International

D’un criquet aux essaims : comment naisse les invasions de criquets pèlerins ?

L’Afrique de l’Est est touchée par une invasion de criquets pèlerins et l’ONU, ainsi que les pays touchés, s’inquiètent de la situation. Si les essaims ne sont pas neutralisés, la région court un grave danger d’insécurité alimentaire et de famine.

A ce jour, l’Éthiopie, la Somalie, le Kenya, la Tanzanie et l’Ouganda sont frappés par le fléau des criquets pèlerins. Des essaims composés de milliards d’individus dévorent les cultures et les pâturages dans des régions qui souffrent déjà de pénuries alimentaires. Mais ces essaims ont une origine plutôt surprenante et nous amène à nous demander comment ce  »simple criquet », que vous pourriez observer dans votre jardin au moment où vous lisez cet article peut devenir au bout de quelques semaines ont véritable fléau.

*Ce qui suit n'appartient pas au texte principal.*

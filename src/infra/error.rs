//! Failures raised while wiring up the process around the services.

use std::net::SocketAddr;

use thiserror::Error;

#[derive(Debug, Error)]
pub enum InfraError {
    #[error("database url is not configured (set `database.url` or DEVPORTAL__DATABASE__URL)")]
    MissingDatabaseUrl,
    #[error("failed to connect to the database")]
    Connect(#[source] sqlx::Error),
    #[error("failed to apply database migrations")]
    Migrate(#[source] sqlx::Error),
    #[error("failed to bind http listener on {addr}")]
    Bind {
        addr: SocketAddr,
        #[source]
        source: std::io::Error,
    },
    #[error("http server stopped unexpectedly")]
    Serve(#[source] std::io::Error),
    #[error("telemetry initialization failed: {0}")]
    Telemetry(String),
}

impl InfraError {
    pub fn telemetry(message: impl Into<String>) -> Self {
        Self::Telemetry(message.into())
    }
}
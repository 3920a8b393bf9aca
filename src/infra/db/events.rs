use std::collections::HashMap;

use async_trait::async_trait;
use serde_json::Value;
use sqlx::{QueryBuilder, types::Json};
use time::{Date, OffsetDateTime};
use uuid::Uuid;

use crate::application::pagination::PageWindow;
use crate::application::repos::{EventsRepo, RepoError};
use crate::domain::countries::CountryCode;
use crate::domain::events::EventRecord;
use crate::domain::predicate::Predicate;
use crate::domain::topics::TopicRecord;
use crate::domain::types::PageStatus;

use super::util::decode_blocks;
use super::{PostgresRepositories, map_sqlx_error, push_predicate};

/// Columns needed to render a card.
const EVENT_CARD_COLUMNS: &str = "e.id, e.slug, e.title, e.status, e.description, e.start_date, \
    e.end_date, e.city, e.country, e.register_url, e.official_website, e.event_content, \
    e.card_title, e.card_description, e.keywords, e.created_at, e.updated_at";

#[derive(sqlx::FromRow)]
struct EventRow {
    id: Uuid,
    slug: String,
    title: String,
    status: PageStatus,
    description: String,
    start_date: Date,
    end_date: Option<Date>,
    city: String,
    country: String,
    register_url: Option<String>,
    official_website: String,
    event_content: String,
    #[sqlx(default)]
    speakers: Option<Json<Vec<Value>>>,
    #[sqlx(default)]
    body: Option<Json<Vec<Value>>>,
    card_title: String,
    card_description: String,
    keywords: Vec<String>,
    created_at: OffsetDateTime,
    updated_at: OffsetDateTime,
}

impl EventRow {
    fn into_record(self, topics: Vec<TopicRecord>) -> EventRecord {
        EventRecord {
            id: self.id,
            slug: self.slug,
            title: self.title,
            status: self.status,
            description: self.description,
            start_date: self.start_date,
            end_date: self.end_date,
            city: self.city,
            country: CountryCode::parse(&self.country),
            register_url: self.register_url.filter(|url| !url.trim().is_empty()),
            official_website: self.official_website,
            event_content: self.event_content,
            topics,
            speakers: self
                .speakers
                .map(|Json(values)| decode_blocks("speakers", values))
                .unwrap_or_default(),
            body: self
                .body
                .map(|Json(values)| decode_blocks("body", values))
                .unwrap_or_default(),
            card_title: self.card_title,
            card_description: self.card_description,
            keywords: self.keywords,
            created_at: self.created_at,
            updated_at: self.updated_at,
        }
    }
}

#[derive(sqlx::FromRow)]
struct EventTopicRow {
    event_id: Uuid,
    id: Uuid,
    slug: String,
    title: String,
}

impl PostgresRepositories {
    async fn attach_topics(&self, rows: Vec<EventRow>) -> Result<Vec<EventRecord>, RepoError> {
        if rows.is_empty() {
            return Ok(Vec::new());
        }

        let ids: Vec<Uuid> = rows.iter().map(|row| row.id).collect();
        let topic_rows = sqlx::query_as::<_, EventTopicRow>(
            r#"
            SELECT et.event_id, t.id, t.slug, t.title
            FROM event_topics et
            INNER JOIN topics t ON t.id = et.topic_id
            WHERE et.event_id = ANY($1)
            ORDER BY et.event_id, et.sort_order, t.title
            "#,
        )
        .bind(ids)
        .fetch_all(self.pool())
        .await
        .map_err(map_sqlx_error)?;

        let mut by_event: HashMap<Uuid, Vec<TopicRecord>> = HashMap::new();
        for row in topic_rows {
            by_event.entry(row.event_id).or_default().push(TopicRecord {
                id: row.id,
                slug: row.slug,
                title: row.title,
            });
        }

        Ok(rows
            .into_iter()
            .map(|row| {
                let topics = by_event.remove(&row.id).unwrap_or_default();
                row.into_record(topics)
            })
            .collect())
    }
}

#[async_trait]
impl EventsRepo for PostgresRepositories {
    async fn list_events(
        &self,
        predicate: &Predicate,
        window: PageWindow,
    ) -> Result<Vec<EventRecord>, RepoError> {
        let mut qb = QueryBuilder::new(format!("SELECT {EVENT_CARD_COLUMNS} FROM events e"));
        Self::push_published_scope(&mut qb);
        qb.push(" AND ");
        push_predicate(&mut qb, predicate);
        qb.push(" ORDER BY e.start_date DESC, e.slug ASC LIMIT ");
        qb.push_bind(i64::from(window.limit));
        qb.push(" OFFSET ");
        qb.push_bind(i64::try_from(window.offset).unwrap_or(i64::MAX));

        let rows = qb
            .build_query_as::<EventRow>()
            .fetch_all(self.pool())
            .await
            .map_err(map_sqlx_error)?;

        self.attach_topics(rows).await
    }

    async fn count_events(&self, predicate: &Predicate) -> Result<u64, RepoError> {
        let mut qb = QueryBuilder::new("SELECT COUNT(*) FROM events e");
        Self::push_published_scope(&mut qb);
        qb.push(" AND ");
        push_predicate(&mut qb, predicate);

        let count: i64 = qb
            .build_query_scalar()
            .fetch_one(self.pool())
            .await
            .map_err(map_sqlx_error)?;

        Ok(u64::try_from(count).unwrap_or_default())
    }

    async fn list_countries(&self) -> Result<Vec<CountryCode>, RepoError> {
        let codes = sqlx::query_scalar::<_, String>(
            r#"
            SELECT DISTINCT country
            FROM events
            WHERE status = $1 AND country <> ''
            ORDER BY country
            "#,
        )
        .bind(PageStatus::Published)
        .fetch_all(self.pool())
        .await
        .map_err(map_sqlx_error)?;

        Ok(codes
            .iter()
            .filter_map(|code| CountryCode::parse(code))
            .collect())
    }

    async fn list_start_dates(&self, predicate: &Predicate) -> Result<Vec<Date>, RepoError> {
        let mut qb = QueryBuilder::new("SELECT e.start_date FROM events e");
        Self::push_published_scope(&mut qb);
        qb.push(" AND ");
        push_predicate(&mut qb, predicate);
        qb.push(" ORDER BY e.start_date ASC");

        qb.build_query_scalar::<Date>()
            .fetch_all(self.pool())
            .await
            .map_err(map_sqlx_error)
    }

    async fn find_by_slug(&self, slug: &str) -> Result<Option<EventRecord>, RepoError> {
        let mut qb = QueryBuilder::new(format!(
            "SELECT {EVENT_CARD_COLUMNS}, e.speakers, e.body FROM events e"
        ));
        Self::push_published_scope(&mut qb);
        qb.push(" AND e.slug = ");
        qb.push_bind(slug);

        let row = qb
            .build_query_as::<EventRow>()
            .fetch_optional(self.pool())
            .await
            .map_err(map_sqlx_error)?;

        Ok(self.attach_topics(row.into_iter().collect()).await?.pop())
    }
}
//! Immutable filter expressions over events.
//!
//! A [`Predicate`] is built once per request and then either evaluated
//! against in-memory records or rendered to SQL by the persistence layer.

use time::{Date, Month};

use super::countries::CountryCode;
use super::events::EventRecord;

#[derive(Debug, Clone, PartialEq, Eq)]
pub enum Predicate {
    /// Matches every event.
    Always,
    StartOnOrAfter(Date),
    StartOnOrBefore(Date),
    StartInMonth {
        year: i32,
        month: Month,
    },
    CountryIn(Vec<CountryCode>),
    /// At least one of the event's topics has one of these slugs.
    TopicIn(Vec<String>),
    All(Vec<Predicate>),
    /// An empty disjunction matches nothing.
    Any(Vec<Predicate>),
}

impl Predicate {
    /// Conjunction that drops `Always` clauses and flattens nested `All`.
    pub fn and(clauses: impl IntoIterator<Item = Predicate>) -> Self {
        let mut flat = Vec::new();
        for clause in clauses {
            match clause {
                Predicate::Always => {}
                Predicate::All(inner) => flat.extend(inner),
                other => flat.push(other),
            }
        }

        match flat.len() {
            0 => Predicate::Always,
            1 => flat.remove(0),
            _ => Predicate::All(flat),
        }
    }

    /// Disjunction that collapses to `Always` when any clause is `Always`.
    pub fn or(clauses: impl IntoIterator<Item = Predicate>) -> Self {
        let mut flat = Vec::new();
        for clause in clauses {
            match clause {
                Predicate::Always => return Predicate::Always,
                Predicate::Any(inner) => flat.extend(inner),
                other => flat.push(other),
            }
        }

        if flat.len() == 1 {
            flat.remove(0)
        } else {
            Predicate::Any(flat)
        }
    }

    pub fn is_unconstrained(&self) -> bool {
        matches!(self, Predicate::Always)
    }

    pub fn matches(&self, event: &EventRecord) -> bool {
        match self {
            Predicate::Always => true,
            Predicate::StartOnOrAfter(cutoff) => event.start_date >= *cutoff,
            Predicate::StartOnOrBefore(cutoff) => event.start_date <= *cutoff,
            Predicate::StartInMonth { year, month } => {
                event.start_date.year() == *year && event.start_date.month() == *month
            }
            Predicate::CountryIn(codes) => event
                .country
                .as_ref()
                .is_some_and(|country| codes.contains(country)),
            Predicate::TopicIn(slugs) => event
                .topics
                .iter()
                .any(|topic| slugs.iter().any(|slug| *slug == topic.slug)),
            Predicate::All(clauses) => clauses.iter().all(|clause| clause.matches(event)),
            Predicate::Any(clauses) => clauses.iter().any(|clause| clause.matches(event)),
        }
    }
}
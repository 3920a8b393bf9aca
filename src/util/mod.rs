//! Small helpers shared across layers.

pub mod timezone;
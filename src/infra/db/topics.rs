use async_trait::async_trait;
use uuid::Uuid;

use crate::application::repos::{RepoError, TopicsRepo};
use crate::domain::topics::TopicRecord;
use crate::domain::types::PageStatus;

use super::{PostgresRepositories, map_sqlx_error};

#[derive(sqlx::FromRow)]
struct TopicRow {
    id: Uuid,
    slug: String,
    title: String,
}

impl From<TopicRow> for TopicRecord {
    fn from(row: TopicRow) -> Self {
        TopicRecord {
            id: row.id,
            slug: row.slug,
            title: row.title,
        }
    }
}

#[async_trait]
impl TopicsRepo for PostgresRepositories {
    async fn list_topics(&self) -> Result<Vec<TopicRecord>, RepoError> {
        let rows = sqlx::query_as::<_, TopicRow>(
            r#"
            SELECT id, slug, title
            FROM topics
            WHERE status = $1
            ORDER BY title ASC, slug ASC
            "#,
        )
        .bind(PageStatus::Published)
        .fetch_all(self.pool())
        .await
        .map_err(map_sqlx_error)?;

        Ok(rows.into_iter().map(TopicRecord::from).collect())
    }
}
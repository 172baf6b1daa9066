//! Agent runtime for agentgate.
//!
//! - `AgentContext`: system prompt and conversation history for one run
//! - `SystemPromptBuilder`: assembles instruction + state + memories into an XML-tagged prompt
//! - `AgentEngine`: the LLM/tool loop
//! - `AgentRunner`: ties the engine to session and memory persistence

pub mod context;
pub mod engine;
pub mod prompt;
pub mod runner;
//! Environment configuration loader for agentgate.
//!
//! Settings come from `SECTION__FIELD` (and `SECTION__SUB__FIELD`) variables,
//! optionally primed from a `.env` file. Names are matched
//! case-insensitively. Every failure names the offending variable; there is
//! no partial mode.

use std::collections::{BTreeMap, HashMap};
use std::path::{Path, PathBuf};
use std::str::FromStr;

use secrecy::SecretString;

use agentgate_core::agent::prompt::DEFAULT_INSTRUCTION;
use agentgate_types::config::{
    AgentSettings, AppSettings, GatewaySettings, MasterAgentSettings, ModelSettings, Settings,
    StoreBackend, StoreSettings, default_card_path, default_gateway_timeout_secs,
    default_instruction_path, default_max_tokens, default_max_tool_rounds,
    default_model_timeout_secs, default_request_timeout_secs,
};
use agentgate_types::error::ConfigError;

/// Prime the process environment from an env file.
///
/// With `env_file`, that file must exist. Without it, a `.env` in the working
/// directory is loaded when present. Variables already set in the
/// environment win over file entries. Call this before logging is set up so
/// a `RUST_LOG` from the file applies; returns the file that was loaded.
pub fn load_env_file(env_file: Option<&Path>) -> Result<Option<PathBuf>, ConfigError> {
    match env_file {
        Some(path) => {
            dotenvy::from_path(path)
                .map_err(|e| ConfigError::EnvFile(format!("{}: {e}", path.display())))?;
            Ok(Some(path.to_path_buf()))
        }
        None => Ok(dotenvy::dotenv().ok()),
    }
}

/// Load settings from the process environment.
pub fn load_settings() -> Result<Settings, ConfigError> {
    settings_from_vars(std::env::vars())
}

/// Build settings from an explicit set of variables.
pub fn settings_from_vars<I>(vars: I) -> Result<Settings, ConfigError>
where
    I: IntoIterator<Item = (String, String)>,
{
    let env = EnvSource::new(vars);

    let gateway = GatewaySettings {
        name: env.required("GATEWAY__NAME")?,
        json_response: env.parsed_with("GATEWAY__JSON_RESPONSE", false, parse_bool)?,
        backend_servers: parse_backend_servers(&env.required("GATEWAY__BACKEND_SERVERS")?)?,
        timeout_secs: env.parsed("GATEWAY__TIMEOUT_SECS", default_gateway_timeout_secs())?,
    };

    let model = ModelSettings {
        name: env.required("AGENT__MODEL__NAME")?,
        base_url: env.required("AGENT__MODEL__BASE_URL")?,
        api_key: SecretString::from(env.required("AGENT__MODEL__API_KEY")?),
        max_tokens: env.parsed("AGENT__MODEL__MAX_TOKENS", default_max_tokens())?,
        temperature: env.parsed_opt("AGENT__MODEL__TEMPERATURE")?,
        timeout_secs: env.parsed("AGENT__MODEL__TIMEOUT_SECS", default_model_timeout_secs())?,
    };

    let agent = AgentSettings {
        name: env.required("AGENT__NAME")?,
        base_url: env.optional("AGENT__BASE_URL"),
        instruction_path: env
            .optional("AGENT__INSTRUCTION_PATH")
            .unwrap_or_else(default_instruction_path),
        card_path: env
            .optional("AGENT__CARD_PATH")
            .unwrap_or_else(default_card_path),
        max_tool_rounds: env.parsed("AGENT__MAX_TOOL_ROUNDS", default_max_tool_rounds())?,
        model,
    };

    let app = AppSettings {
        name: env.required("APP__NAME")?,
        host: env.required("APP__HOST")?,
        port: env.parsed_required("APP__PORT")?,
        request_timeout_secs: env.parsed(
            "APP__REQUEST_TIMEOUT_SECS",
            default_request_timeout_secs(),
        )?,
    };

    let store_defaults = StoreSettings::default();
    let store = StoreSettings {
        backend: env.parsed_with("STORE__BACKEND", store_defaults.backend, |s| {
            s.parse::<StoreBackend>()
        })?,
        host: env.optional("STORE__HOST").unwrap_or(store_defaults.host),
        port: env.parsed("STORE__PORT", store_defaults.port)?,
        password: env.optional("STORE__PASSWORD").map(SecretString::from),
        db: env.parsed("STORE__DB", store_defaults.db)?,
        timeout_secs: env.parsed("STORE__TIMEOUT_SECS", store_defaults.timeout_secs)?,
    };

    let master_agent = env
        .optional("MASTER_AGENT__BASE_URL")
        .map(|base_url| MasterAgentSettings { base_url });

    Ok(Settings {
        gateway,
        agent,
        app,
        store,
        master_agent,
    })
}

/// Read the agent instruction, falling back to the built-in text when the
/// file is missing or empty.
pub fn load_instruction(path: &Path) -> String {
    match std::fs::read_to_string(path) {
        Ok(text) if !text.trim().is_empty() => text,
        Ok(_) => {
            tracing::warn!(path = %path.display(), "instruction file is empty, using built-in instruction");
            DEFAULT_INSTRUCTION.to_string()
        }
        Err(err) => {
            tracing::warn!(path = %path.display(), "cannot read instruction file ({err}), using built-in instruction");
            DEFAULT_INSTRUCTION.to_string()
        }
    }
}

/// Variables keyed by upper-cased name.
struct EnvSource {
    vars: HashMap<String, String>,
}

impl EnvSource {
    fn new<I: IntoIterator<Item = (String, String)>>(vars: I) -> Self {
        Self {
            vars: vars
                .into_iter()
                .map(|(k, v)| (k.to_ascii_uppercase(), v))
                .collect(),
        }
    }

    /// Value of `var`; blank values count as unset.
    fn optional(&self, var: &str) -> Option<String> {
        self.vars
            .get(var)
            .map(|v| v.trim())
            .filter(|v| !v.is_empty())
            .map(str::to_string)
    }

    fn required(&self, var: &str) -> Result<String, ConfigError> {
        self.optional(var)
            .ok_or_else(|| ConfigError::Missing(var.to_string()))
    }

    fn parsed_with<T, E, F>(&self, var: &str, default: T, parse: F) -> Result<T, ConfigError>
    where
        E: std::fmt::Display,
        F: FnOnce(&str) -> Result<T, E>,
    {
        match self.optional(var) {
            Some(raw) => parse(&raw).map_err(|e| ConfigError::Invalid {
                var: var.to_string(),
                message: e.to_string(),
            }),
            None => Ok(default),
        }
    }

    fn parsed<T>(&self, var: &str, default: T) -> Result<T, ConfigError>
    where
        T: FromStr,
        T::Err: std::fmt::Display,
    {
        self.parsed_with(var, default, str::parse::<T>)
    }

    fn parsed_opt<T>(&self, var: &str) -> Result<Option<T>, ConfigError>
    where
        T: FromStr,
        T::Err: std::fmt::Display,
    {
        self.parsed_with(var, None, |raw| raw.parse::<T>().map(Some))
    }

    fn parsed_required<T>(&self, var: &str) -> Result<T, ConfigError>
    where
        T: FromStr,
        T::Err: std::fmt::Display,
    {
        let raw = self.required(var)?;
        raw.parse::<T>().map_err(|e| ConfigError::Invalid {
            var: var.to_string(),
            message: e.to_string(),
        })
    }
}

fn parse_bool(raw: &str) -> Result<bool, String> {
    match raw.to_ascii_lowercase().as_str() {
        "true" | "1" | "yes" | "on" => Ok(true),
        "false" | "0" | "no" | "off" => Ok(false),
        other => Err(format!("expected a boolean, got '{other}'")),
    }
}

fn parse_backend_servers(raw: &str) -> Result<BTreeMap<String, String>, ConfigError> {
    serde_json::from_str(raw).map_err(|e| ConfigError::Invalid {
        var: "GATEWAY__BACKEND_SERVERS".to_string(),
        message: format!("must be a JSON object of server name to URL: {e}"),
    })
}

Le criquet pèlerin (Schistocerca gregaria), ou criquet du désert est un insecte qui mène une vie solitaire. Sa couleur d’un belge pâle tacheté, lui permet de se fondre dans son environnement naturelle [1]. Cependant, le criquet du désert – qu’on croyait à tort solitaire – peut se déplacer sur plusieurs centaines de kilomètres. Au cours de cette ‘migration’ à l’âge adulte, le criquet peut se retrouver sur le même territoire de quelques centaines de mètres carré voir plus avec d’autres congénères. Les individus rassemblés opèrent une véritable mue passant de leur belge pâle tacheté à un jaune vif tigré.

Cette phase qui consacre la socialisation du criquet du désert ouvre aussi la porte à son caractère grégaire. Très vite le petit groupe de base se transforme en véritable essaim qui parcourt des centaines de kilomètre par jour avec deux objectifs : se nourrir et se reproduire [2]. Les essaims de criquets pèlerins sont de véritable nuage capable d’assombrir le ciel avec des populations estimées jusqu’à 10 milliards d’individus. La nuée déployée peut s’étendre sur des centaines de kilomètres et parcourir jusqu’à 200 km en une journée. Leur passage au-dessus des zones cultivées est synonyme de désarroi pour les populations notamment celles en milieu rural [3]. Chaque criquet consomme chaque jour son propre poids en nourriture soit l’équivalant de 2 grammes. A titre d’exemple, un essaim de 10 milliards d’individus peut dévorer 20.000 tonnes de nourriture par jour. Leur menu est composé de toutes les plantes que les criquets arrivent à dévorer dans la nature, de jeunes pousses et cultures dans les plantations et même des récoltes [4].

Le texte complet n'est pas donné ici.